◆ Your instructions
Look for "members" in the records and copy every line that has it.

Content starts

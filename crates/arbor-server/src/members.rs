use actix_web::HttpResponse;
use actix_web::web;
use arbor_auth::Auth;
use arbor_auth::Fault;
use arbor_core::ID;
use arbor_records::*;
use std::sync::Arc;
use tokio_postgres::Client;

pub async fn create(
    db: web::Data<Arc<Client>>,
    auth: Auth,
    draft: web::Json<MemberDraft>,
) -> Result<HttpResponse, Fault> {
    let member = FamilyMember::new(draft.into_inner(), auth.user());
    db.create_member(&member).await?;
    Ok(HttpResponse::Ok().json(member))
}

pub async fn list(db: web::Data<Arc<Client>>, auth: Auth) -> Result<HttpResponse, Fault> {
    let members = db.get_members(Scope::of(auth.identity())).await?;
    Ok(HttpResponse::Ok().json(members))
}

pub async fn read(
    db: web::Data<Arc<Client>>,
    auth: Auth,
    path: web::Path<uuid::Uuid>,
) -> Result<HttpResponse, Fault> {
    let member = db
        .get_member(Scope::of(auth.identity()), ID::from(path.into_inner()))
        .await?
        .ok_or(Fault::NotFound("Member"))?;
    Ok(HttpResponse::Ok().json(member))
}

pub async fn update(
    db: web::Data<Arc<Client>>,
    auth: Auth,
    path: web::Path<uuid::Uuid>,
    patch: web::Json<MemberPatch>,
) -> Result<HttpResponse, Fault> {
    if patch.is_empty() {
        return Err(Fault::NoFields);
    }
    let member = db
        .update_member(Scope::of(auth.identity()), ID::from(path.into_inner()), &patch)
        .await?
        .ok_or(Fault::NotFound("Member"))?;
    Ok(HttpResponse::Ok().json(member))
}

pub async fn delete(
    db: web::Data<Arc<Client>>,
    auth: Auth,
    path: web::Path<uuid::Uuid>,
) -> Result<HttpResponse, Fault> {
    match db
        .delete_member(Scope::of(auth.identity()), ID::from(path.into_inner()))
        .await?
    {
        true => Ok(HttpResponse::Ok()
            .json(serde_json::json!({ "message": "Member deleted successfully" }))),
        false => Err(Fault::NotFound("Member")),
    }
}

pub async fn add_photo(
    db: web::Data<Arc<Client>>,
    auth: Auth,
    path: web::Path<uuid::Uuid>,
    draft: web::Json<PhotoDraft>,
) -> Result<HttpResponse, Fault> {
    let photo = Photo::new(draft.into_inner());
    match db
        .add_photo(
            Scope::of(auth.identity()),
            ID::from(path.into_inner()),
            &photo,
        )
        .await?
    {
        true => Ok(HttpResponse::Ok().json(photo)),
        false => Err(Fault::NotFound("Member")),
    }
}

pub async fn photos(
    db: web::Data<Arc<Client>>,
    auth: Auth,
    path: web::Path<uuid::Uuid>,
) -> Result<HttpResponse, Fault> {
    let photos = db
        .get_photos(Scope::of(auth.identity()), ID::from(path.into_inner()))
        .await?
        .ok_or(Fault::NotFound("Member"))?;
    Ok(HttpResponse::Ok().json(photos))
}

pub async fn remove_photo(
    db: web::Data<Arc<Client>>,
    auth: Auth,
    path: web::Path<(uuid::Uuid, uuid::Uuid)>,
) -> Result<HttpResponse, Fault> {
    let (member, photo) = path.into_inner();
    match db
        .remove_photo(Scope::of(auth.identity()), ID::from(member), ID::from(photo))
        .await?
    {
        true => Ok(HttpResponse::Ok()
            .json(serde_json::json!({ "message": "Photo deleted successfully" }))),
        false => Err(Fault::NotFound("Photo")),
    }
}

Content ends

◆ Finished exercise
filename crates/arbor-server/src/members.rs
    let members = db.get_members(Scope::of(auth.identity())).await?;
    Ok(HttpResponse::Ok().json(members))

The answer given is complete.